**** Records supplied

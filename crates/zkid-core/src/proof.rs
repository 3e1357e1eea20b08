//! # Proof Data Model
//!
//! - [`ProofResult`]: one raw proof as produced by the external prover.
//! - [`SubCircuitProof`]: one formatted sub-circuit (vkey, proof, 2 public inputs).
//! - [`ContractProofData`]: the four sub-circuits laid out in the slot/field
//!   names the on-chain verifier expects (`vkey_a`, `proof_b`, `input_d`, ...).
//!
//! ## Size Invariants
//!
//! Verification keys hold exactly [`VKEY_SIZE`] elements, proofs exactly
//! [`PROOF_SIZE`], public inputs exactly [`PUBLIC_INPUTS_SIZE`]. These are
//! fixed-size arrays, so a constructed value cannot violate them, and
//! deserialization re-checks every length.

use serde::{Deserialize, Serialize};

use crate::circuit::CircuitType;
use crate::codec::fixed_array;
use crate::error::{CodecError, MissingFieldError, ProofResultField};
use crate::field::Field;

/// Verification key length in field elements.
pub const VKEY_SIZE: usize = 128;

/// Proof length in field elements (shorter proofs are zero-padded).
pub const PROOF_SIZE: usize = 456;

/// Public inputs contributed per sub-circuit.
pub const PUBLIC_INPUTS_SIZE: usize = 2;

/// A raw proof as delivered by the proving device.
///
/// Every field is optional on the wire; absence is reported by
/// [`ProofResult::require_fields`] rather than by deserialization, so a
/// malformed entry fails with a precise error instead of a serde message.
#[derive(Debug, Clone, Default, PartialEq, Eq, Serialize, Deserialize)]
#[serde(rename_all = "camelCase")]
pub struct ProofResult {
    /// Packaged circuit name, e.g. `sig_check_dsc_tbs_700_rsa_pkcs_4096_sha512`.
    #[serde(default, skip_serializing_if = "Option::is_none")]
    pub name: Option<String>,
    /// Circuit package version, e.g. `0.5.2`.
    #[serde(default, skip_serializing_if = "Option::is_none")]
    pub version: Option<String>,
    /// Hash of the verification key the prover used.
    #[serde(default, skip_serializing_if = "Option::is_none")]
    pub vkey_hash: Option<String>,
    /// Encoded proof payload (hex, public inputs first).
    #[serde(default, skip_serializing_if = "Option::is_none")]
    pub proof: Option<String>,
}

/// Borrowed view of a [`ProofResult`] whose required fields are present.
#[derive(Debug, Clone, Copy, PartialEq, Eq)]
pub struct RequiredFields<'a> {
    /// Circuit name.
    pub name: &'a str,
    /// Circuit package version.
    pub version: &'a str,
    /// Verification key hash.
    pub vkey_hash: &'a str,
    /// Encoded proof payload.
    pub proof: &'a str,
}

impl ProofResult {
    /// Build a complete proof result.
    pub fn new(
        name: impl Into<String>,
        version: impl Into<String>,
        vkey_hash: impl Into<String>,
        proof: impl Into<String>,
    ) -> Self {
        Self {
            name: Some(name.into()),
            version: Some(version.into()),
            vkey_hash: Some(vkey_hash.into()),
            proof: Some(proof.into()),
        }
    }

    /// The circuit name, or `""` when absent.
    pub fn name_or_empty(&self) -> &str {
        self.name.as_deref().unwrap_or_default()
    }

    /// Check that name, vkeyHash, version, and proof are present and non-empty.
    pub fn require_fields(&self) -> Result<RequiredFields<'_>, MissingFieldError> {
        fn present<'a>(
            value: &'a Option<String>,
            field: ProofResultField,
        ) -> Result<&'a str, MissingFieldError> {
            match value.as_deref() {
                Some(v) if !v.trim().is_empty() => Ok(v),
                _ => Err(MissingFieldError(field)),
            }
        }

        Ok(RequiredFields {
            name: present(&self.name, ProofResultField::Name)?,
            vkey_hash: present(&self.vkey_hash, ProofResultField::VkeyHash)?,
            version: present(&self.version, ProofResultField::Version)?,
            proof: present(&self.proof, ProofResultField::Proof)?,
        })
    }
}

/// One formatted sub-circuit, ready for the contract.
#[derive(Debug, Clone, PartialEq, Eq, Serialize, Deserialize)]
pub struct SubCircuitProof {
    /// Verification key fields.
    #[serde(with = "field_array")]
    pub vkey: Box<[Field; VKEY_SIZE]>,
    /// Proof fields, zero-padded.
    #[serde(with = "field_array")]
    pub proof: Box<[Field; PROOF_SIZE]>,
    /// The two semantic public inputs, per [`CircuitType::public_input_rule`].
    pub public_inputs: [Field; PUBLIC_INPUTS_SIZE],
}

impl SubCircuitProof {
    /// Validate sizes and assemble. `proof` must already be padded.
    pub fn new(
        vkey: Vec<Field>,
        proof: Vec<Field>,
        public_inputs: Vec<Field>,
    ) -> Result<Self, CodecError> {
        Ok(Self {
            vkey: fixed_array::<VKEY_SIZE>(vkey, "verification key")?,
            proof: fixed_array::<PROOF_SIZE>(proof, "proof")?,
            public_inputs: *fixed_array::<PUBLIC_INPUTS_SIZE>(public_inputs, "public inputs")?,
        })
    }

    /// First public input (commitment in, or the Merkle root for DSC).
    pub fn commitment_in(&self) -> Field {
        self.public_inputs[0]
    }

    /// Second public input (commitment out, or the nullifier for disclosure).
    pub fn commitment_out(&self) -> Field {
        self.public_inputs[1]
    }
}

/// Verification keys keyed by slot.
#[derive(Debug, Clone, PartialEq, Eq, Serialize, Deserialize)]
pub struct VerificationKeys {
    /// DSC check.
    #[serde(with = "field_array")]
    pub vkey_a: Box<[Field; VKEY_SIZE]>,
    /// ID data check.
    #[serde(with = "field_array")]
    pub vkey_b: Box<[Field; VKEY_SIZE]>,
    /// Integrity check.
    #[serde(with = "field_array")]
    pub vkey_c: Box<[Field; VKEY_SIZE]>,
    /// Disclosure check.
    #[serde(with = "field_array")]
    pub vkey_d: Box<[Field; VKEY_SIZE]>,
}

/// Proofs keyed by slot.
#[derive(Debug, Clone, PartialEq, Eq, Serialize, Deserialize)]
pub struct ProofFields {
    /// DSC check.
    #[serde(with = "field_array")]
    pub proof_a: Box<[Field; PROOF_SIZE]>,
    /// ID data check.
    #[serde(with = "field_array")]
    pub proof_b: Box<[Field; PROOF_SIZE]>,
    /// Integrity check.
    #[serde(with = "field_array")]
    pub proof_c: Box<[Field; PROOF_SIZE]>,
    /// Disclosure check.
    #[serde(with = "field_array")]
    pub proof_d: Box<[Field; PROOF_SIZE]>,
}

/// Public inputs keyed by slot.
#[derive(Debug, Clone, Copy, PartialEq, Eq, Serialize, Deserialize)]
pub struct PublicInputs {
    /// `[merkle_root, commitment_out]`.
    pub input_a: [Field; PUBLIC_INPUTS_SIZE],
    /// `[commitment_in, commitment_out]`.
    pub input_b: [Field; PUBLIC_INPUTS_SIZE],
    /// `[commitment_in, commitment_out]`.
    pub input_c: [Field; PUBLIC_INPUTS_SIZE],
    /// `[commitment_in, nullifier]`.
    pub input_d: [Field; PUBLIC_INPUTS_SIZE],
}

impl PublicInputs {
    /// Public inputs of one sub-circuit.
    pub fn get(&self, circuit: CircuitType) -> &[Field; PUBLIC_INPUTS_SIZE] {
        match circuit {
            CircuitType::DscCheck => &self.input_a,
            CircuitType::IdDataCheck => &self.input_b,
            CircuitType::IntegrityCheck => &self.input_c,
            CircuitType::DisclosureCheck => &self.input_d,
        }
    }
}

/// The complete bundle handed to the on-chain verifier.
#[derive(Debug, Clone, PartialEq, Eq, Serialize, Deserialize)]
pub struct ContractProofData {
    /// Verification keys per slot.
    pub vkeys: VerificationKeys,
    /// Proofs per slot.
    pub proofs: ProofFields,
    /// Public inputs per slot.
    pub public_inputs: PublicInputs,
}

impl ContractProofData {
    /// Lay out four formatted sub-circuits given in canonical order (a, b, c, d).
    pub fn from_slots(slots: [SubCircuitProof; 4]) -> Self {
        let [a, b, c, d] = slots;
        Self {
            public_inputs: PublicInputs {
                input_a: a.public_inputs,
                input_b: b.public_inputs,
                input_c: c.public_inputs,
                input_d: d.public_inputs,
            },
            vkeys: VerificationKeys {
                vkey_a: a.vkey,
                vkey_b: b.vkey,
                vkey_c: c.vkey,
                vkey_d: d.vkey,
            },
            proofs: ProofFields {
                proof_a: a.proof,
                proof_b: b.proof,
                proof_c: c.proof,
                proof_d: d.proof,
            },
        }
    }

    /// Public inputs of one sub-circuit.
    pub fn public_inputs_for(&self, circuit: CircuitType) -> &[Field; PUBLIC_INPUTS_SIZE] {
        self.public_inputs.get(circuit)
    }

    /// Verification key of one sub-circuit.
    pub fn vkey_for(&self, circuit: CircuitType) -> &[Field; VKEY_SIZE] {
        match circuit {
            CircuitType::DscCheck => &self.vkeys.vkey_a,
            CircuitType::IdDataCheck => &self.vkeys.vkey_b,
            CircuitType::IntegrityCheck => &self.vkeys.vkey_c,
            CircuitType::DisclosureCheck => &self.vkeys.vkey_d,
        }
    }

    /// Proof fields of one sub-circuit.
    pub fn proof_for(&self, circuit: CircuitType) -> &[Field; PROOF_SIZE] {
        match circuit {
            CircuitType::DscCheck => &self.proofs.proof_a,
            CircuitType::IdDataCheck => &self.proofs.proof_b,
            CircuitType::IntegrityCheck => &self.proofs.proof_c,
            CircuitType::DisclosureCheck => &self.proofs.proof_d,
        }
    }
}

/// Read the zkID (terminal nullifier) from `public_inputs.input_d[1]`.
///
/// A zero nullifier is reported as absent.
pub fn extract_zk_id(data: &ContractProofData) -> Option<Field> {
    let nullifier = data.public_inputs.input_d[1];
    (!nullifier.is_zero()).then_some(nullifier)
}

/// Serde adapter for boxed fixed-size field arrays (serde derives stop at 32).
mod field_array {
    use serde::de::Error as _;
    use serde::{Deserialize, Deserializer, Serializer};

    use crate::field::Field;

    #[allow(clippy::borrowed_box)]
    pub fn serialize<S: Serializer, const N: usize>(
        arr: &Box<[Field; N]>,
        serializer: S,
    ) -> Result<S::Ok, S::Error> {
        serializer.collect_seq(arr.iter())
    }

    pub fn deserialize<'de, D: Deserializer<'de>, const N: usize>(
        deserializer: D,
    ) -> Result<Box<[Field; N]>, D::Error> {
        let elements = Vec::<Field>::deserialize(deserializer)?;
        let len = elements.len();
        elements.into_boxed_slice().try_into().map_err(|_| {
            D::Error::invalid_length(len, &format!("{N} field elements").as_str())
        })
    }
}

********

### Directions:
Write out only the lines that run from the line containing "pub vkey_c: Box<[Field;" through the line containing "pub input_c: [Field;", both included, exactly as they appear above.

### Response below:
    pub vkey_c: Box<[Field; VKEY_SIZE]>,
    /// Disclosure check.
    #[serde(with = "field_array")]
    pub vkey_d: Box<[Field; VKEY_SIZE]>,
}

/// Proofs keyed by slot.
#[derive(Debug, Clone, PartialEq, Eq, Serialize, Deserialize)]
pub struct ProofFields {
    /// DSC check.
    #[serde(with = "field_array")]
    pub proof_a: Box<[Field; PROOF_SIZE]>,
    /// ID data check.
    #[serde(with = "field_array")]
    pub proof_b: Box<[Field; PROOF_SIZE]>,
    /// Integrity check.
    #[serde(with = "field_array")]
    pub proof_c: Box<[Field; PROOF_SIZE]>,
    /// Disclosure check.
    #[serde(with = "field_array")]
    pub proof_d: Box<[Field; PROOF_SIZE]>,
}

/// Public inputs keyed by slot.
#[derive(Debug, Clone, Copy, PartialEq, Eq, Serialize, Deserialize)]
pub struct PublicInputs {
    /// `[merkle_root, commitment_out]`.
    pub input_a: [Field; PUBLIC_INPUTS_SIZE],
    /// `[commitment_in, commitment_out]`.
    pub input_b: [Field; PUBLIC_INPUTS_SIZE],
    /// `[commitment_in, commitment_out]`.
    pub input_c: [Field; PUBLIC_INPUTS_SIZE],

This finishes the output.